Plane catches fire at Chicago airport; 8 hurt
One passenger said the plane was speeding down the runway when she heard an explosion and saw flames and black smoke.
CHICAGO — Flames and heavy black smoke poured from the side of an American Airlines jet that aborted takeoff and caught fire on the runway at Chicago's O'Hare International Airport on Friday, forcing 170 crew and passengers to evacuate and resulting in eight injuries, authorities said.
Pilots on American Airlines Flight 383 bound for Miami reported an engine-related mechanical issue, according to airline spokeswoman Leslie Scott. She said seven passengers and a flight attendant with minor injuries were taken to a hospital to be evaluated.
Passenger Sarah Ahmed told WLS-TV the plane was speeding down the runway when she heard an explosion and saw flames and black smoke. She said everyone on the right side of the aircraft jumped from their seats and moved to the left side.
"People are yelling, 'Open the door! Open the door!' Everyone's screaming and jumping on top of each other to open the door," Ahmed said. "Within that time, I think it was seven seconds, there was now smoke in the plane and the fire is right up against the windows, and it's melting the windows."
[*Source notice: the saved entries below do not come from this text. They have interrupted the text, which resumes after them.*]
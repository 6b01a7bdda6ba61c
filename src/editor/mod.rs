/// Interactive box-editor core
///
/// This module is the heart of the application, shared by the garment
/// editor and the try-on overlay stage:
/// - Drag sessions and the gesture state machine (session.rs)
/// - The box entity collection (collection.rs)
/// - Projection of logical geometry to on-screen rectangles (project.rs)
pub mod collection;
pub mod project;
pub mod session;

pub use collection::{BoxCollection, BoxEntity};
pub use session::{Commit, DragSession, GestureContext, Handle};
Footage from the scene showed the Boeing 767, which appeared to be damaged on its rear and along its right side, sitting on the runway with flames underneath and shooting from one side along with plumes of smoke. The right wing was drooping toward the ground and appeared to have partially melted.
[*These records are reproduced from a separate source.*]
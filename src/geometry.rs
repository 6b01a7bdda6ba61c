//! Coordinate spaces and conversions for the box editors.
//!
//! Three spaces are in play:
//! - *natural* pixels: an image's true width/height, independent of rendering
//! - *relative* fractions: `[0,1]` coordinates over the image, the canonical
//!   storage form (survives any resolution change)
//! - *display* pixels: the on-screen rectangle the image is drawn into, which
//!   varies with window size and letterboxing
//!
//! Everything here is a pure function; the gesture and projection layers are
//! built on top of these.

use serde::{Deserialize, Serialize};

/// A width/height pair, used for both natural and display extents.
#[derive(Debug, Clone, Copy, PartialEq)]
pub struct Size {
    pub width: f32,
    pub height: f32,
}

impl Size {
    pub fn new(width: f32, height: f32) -> Self {
        Self { width, height }
    }

    /// An unloaded image is treated as 1x1 so conversions stay finite.
    /// The resulting geometry is degenerate but never divides by zero.
    pub fn sanitized(self) -> Self {
        Self {
            width: self.width.max(1.0),
            height: self.height.max(1.0),
        }
    }
}

/// A box in relative (unit-interval) coordinates over an image.
///
/// Invariants after every mutation: `w > 0`, `h > 0`, `x + w <= 1`,
/// `y + h <= 1`. The gesture layer enforces this by clamping at every
/// intermediate step, not only on commit.
#[derive(Serialize, Deserialize, Debug, Clone, Copy, PartialEq)]
pub struct RelBox {
    pub x: f32,
    pub y: f32,
    pub w: f32,
    pub h: f32,
}

/// A box in natural image pixels, top-left + size form.
#[derive(Debug, Clone, Copy, PartialEq)]
pub struct PixelBox {
    pub x: f32,
    pub y: f32,
    pub w: f32,
    pub h: f32,
}

/// A box in natural image pixels, two-corner form. Some collaborators still
/// emit this shape (`bbox_x0..bbox_y1`); it carries the same information.
#[derive(Serialize, Deserialize, Debug, Clone, Copy, PartialEq)]
pub struct Corners {
    pub x0: f32,
    pub y0: f32,
    pub x1: f32,
    pub y1: f32,
}

/// The on-screen rectangle an image is actually drawn into, in the
/// coordinate system of its widget.
#[derive(Debug, Clone, Copy, PartialEq)]
pub struct DisplayRect {
    pub x: f32,
    pub y: f32,
    pub width: f32,
    pub height: f32,
}

impl DisplayRect {
    pub fn size(&self) -> Size {
        Size::new(self.width, self.height)
    }

    pub fn contains(&self, x: f32, y: f32) -> bool {
        x >= self.x && y >= self.y && x <= self.x + self.width && y <= self.y + self.height
    }

    /// Translate a widget-space point into display space (origin at the
    /// drawn image's top-left), clamped to the image area.
    pub fn to_local(&self, x: f32, y: f32) -> (f32, f32) {
        (
            (x - self.x).clamp(0.0, self.width),
            (y - self.y).clamp(0.0, self.height),
        )
    }
}

impl RelBox {
    pub fn new(x: f32, y: f32, w: f32, h: f32) -> Self {
        Self { x, y, w, h }
    }

    /// Multiply each fractional field by the image dimension, rounding to
    /// whole pixels.
    pub fn to_pixels(self, natural: Size) -> PixelBox {
        let natural = natural.sanitized();
        PixelBox {
            x: (self.x * natural.width).round(),
            y: (self.y * natural.height).round(),
            w: (self.w * natural.width).round(),
            h: (self.h * natural.height).round(),
        }
    }

    /// Corner-form equivalent in natural pixels.
    pub fn to_corners(self, natural: Size) -> Corners {
        let px = self.to_pixels(natural);
        Corners {
            x0: px.x,
            y0: px.y,
            x1: px.x + px.w,
            y1: px.y + px.h,
        }
    }

    /// Clamp into the unit square, shrinking only when the box itself is
    /// larger than the image.
    pub fn clamped(self) -> Self {
        let w = self.w.clamp(0.0, 1.0);
        let h = self.h.clamp(0.0, 1.0);
        Self {
            x: self.x.clamp(0.0, 1.0 - w),
            y: self.y.clamp(0.0, 1.0 - h),
            w,
            h,
        }
    }
}

impl PixelBox {
    pub fn new(x: f32, y: f32, w: f32, h: f32) -> Self {
        Self { x, y, w, h }
    }

    /// Divide by the image dimensions. No rounding: fractions keep full
    /// precision so they survive round-trips through other resolutions.
    pub fn to_relative(self, natural: Size) -> RelBox {
        let natural = natural.sanitized();
        RelBox {
            x: self.x / natural.width,
            y: self.y / natural.height,
            w: self.w / natural.width,
            h: self.h / natural.height,
        }
    }

    /// Clamp the top-left so the box stays inside the image without changing
    /// its size (the move-gesture rule).
    pub fn clamp_position(self, natural: Size) -> Self {
        let natural = natural.sanitized();
        Self {
            x: self.x.clamp(0.0, (natural.width - self.w).max(0.0)),
            y: self.y.clamp(0.0, (natural.height - self.h).max(0.0)),
            ..self
        }
    }
}

impl Corners {
    /// Normalize to top-left/size form. Uses min/max of the two corners, so
    /// the input order never matters and `w`/`h` come out non-negative.
    pub fn to_pixels(self) -> PixelBox {
        let x0 = self.x0.min(self.x1);
        let y0 = self.y0.min(self.y1);
        let x1 = self.x0.max(self.x1);
        let y1 = self.y0.max(self.y1);
        PixelBox {
            x: x0,
            y: y0,
            w: x1 - x0,
            h: y1 - y0,
        }
    }

    pub fn to_relative(self, natural: Size) -> RelBox {
        self.to_pixels().to_relative(natural)
    }
}

/// Scale a point from display space into natural image pixels. The two axes
/// only scale differently when the drawn rectangle does not preserve the
/// image's aspect ratio.
pub fn display_to_natural(x: f32, y: f32, display: Size, natural: Size) -> (f32, f32) {
    let display = display.sanitized();
    let natural = natural.sanitized();
    (
        x * natural.width / display.width,
        y * natural.height / display.height,
    )
}

/// Inverse of [`display_to_natural`].
pub fn natural_to_display(x: f32, y: f32, display: Size, natural: Size) -> (f32, f32) {
    let display = display.sanitized();
    let natural = natural.sanitized();
    (
        x * display.width / natural.width,
        y * display.height / natural.height,
    )
}

/// Compute where an image lands inside a widget's bounds under
/// object-fit: contain (centered, aspect preserved, letterboxed).
pub fn fit_rect(bounds: Size, natural: Size) -> DisplayRect {
    let bounds = bounds.sanitized();
    let natural = natural.sanitized();
    let scale = (bounds.width / natural.width).min(bounds.height / natural.height);
    let width = natural.width * scale;
    let height = natural.height * scale;
    DisplayRect {
        x: (bounds.width - width) / 2.0,
        y: (bounds.height - height) / 2.0,
        width,
        height,
    }
}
Passengers came down emergency slides, hurrying across grass next to the runway as emergency vehicles surrounded the plane.
Buses were sent to pick up the passengers and bring them back to the terminal, the airline said. The passengers were to be placed on another flight to Miami Friday evening.
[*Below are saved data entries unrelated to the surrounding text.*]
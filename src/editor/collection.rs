//! The box entity collection: the single source of truth for the boxes on
//! one image.
//!
//! Generic over the per-entity payload so the same manager backs garment
//! regions (type/caption fields) and try-on overlays (source image). Entries
//! keep insertion order, which is also the draw order for overlays.

use crate::geometry::RelBox;

/// One box over an image, with its domain payload.
#[derive(Debug, Clone)]
pub struct BoxEntity<T> {
    pub id: u64,
    /// Canonical geometry, relative form. Resolution independent, so the
    /// same entity stays valid on a thumbnail and on the full photo.
    pub rect: RelBox,
    pub data: T,
}

/// Ordered collection with single selection.
///
/// Ids are never reused within the collection's lifetime, so a stale id from
/// a finished drag session can be told apart from a live one: mutations that
/// reference an unknown id are benign no-ops.
#[derive(Debug, Clone)]
pub struct BoxCollection<T> {
    next_id: u64,
    entries: Vec<BoxEntity<T>>,
    selected: Option<u64>,
}

impl<T> Default for BoxCollection<T> {
    fn default() -> Self {
        Self {
            next_id: 1,
            entries: Vec::new(),
            selected: None,
        }
    }
}

impl<T> BoxCollection<T> {
    pub fn new() -> Self {
        Self::default()
    }

    /// Insert a new entity and return its id. Does not change the selection;
    /// callers that want select-on-create do it explicitly.
    pub fn add(&mut self, rect: RelBox, data: T) -> u64 {
        let id = self.next_id;
        self.next_id += 1;
        self.entries.push(BoxEntity { id, rect, data });
        id
    }

    /// Patch an entity in place. Unknown ids are ignored: a drag commit may
    /// race with a deletion, and losing that race must not be an error.
    pub fn update(&mut self, id: u64, patch: impl FnOnce(&mut BoxEntity<T>)) -> bool {
        match self.entries.iter_mut().find(|e| e.id == id) {
            Some(entity) => {
                patch(entity);
                true
            }
            None => false,
        }
    }

    /// Replace an entity's geometry, clamped into the unit square.
    pub fn set_rect(&mut self, id: u64, rect: RelBox) -> bool {
        self.update(id, |e| e.rect = rect.clamped())
    }

    pub fn remove(&mut self, id: u64) {
        self.entries.retain(|e| e.id != id);
        if self.selected == Some(id) {
            self.selected = None;
        }
    }

    pub fn clear(&mut self) {
        self.entries.clear();
        self.selected = None;
    }

    /// Single-selection model: selecting a box implicitly deselects the
    /// previous one. Selecting an unknown id clears the selection.
    pub fn select(&mut self, id: Option<u64>) {
        self.selected = id.filter(|id| self.entries.iter().any(|e| e.id == *id));
    }

    pub fn selected_id(&self) -> Option<u64> {
        self.selected
    }

    pub fn selected(&self) -> Option<&BoxEntity<T>> {
        self.selected.and_then(|id| self.get(id))
    }

    pub fn get(&self, id: u64) -> Option<&BoxEntity<T>> {
        self.entries.iter().find(|e| e.id == id)
    }

    pub fn iter(&self) -> impl DoubleEndedIterator<Item = &BoxEntity<T>> {
        self.entries.iter()
    }

    pub fn ids(&self) -> impl Iterator<Item = u64> + '_ {
        self.entries.iter().map(|e| e.id)
    }

    pub fn len(&self) -> usize {
        self.entries.len()
    }

    pub fn is_empty(&self) -> bool {
        self.entries.is_empty()
    }
}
The Federal Aviation Administration said in a statement that the plane made an emergency stop around 2:35 p.m. after experiencing a problem during takeoff. An earlier FAA statement said the plane had blown a tire.
The National Transportation Safety Board will conduct an investigation into the incident, with investigators expected to arrive on the scene Friday evening, spokesman Keith Holloway said.
The aircraft was built in 2003 and is among American's youngest planes of that model. According to data from FlightGlobal, an aviation news and industry data company, at the start of this year the plane had flown more than 47,000 hours and made more than 7,500 cycles — each takeoff and landing is one cycle. American is flying 767 aircraft that have more than 100,000 hours and 18,000 cycles.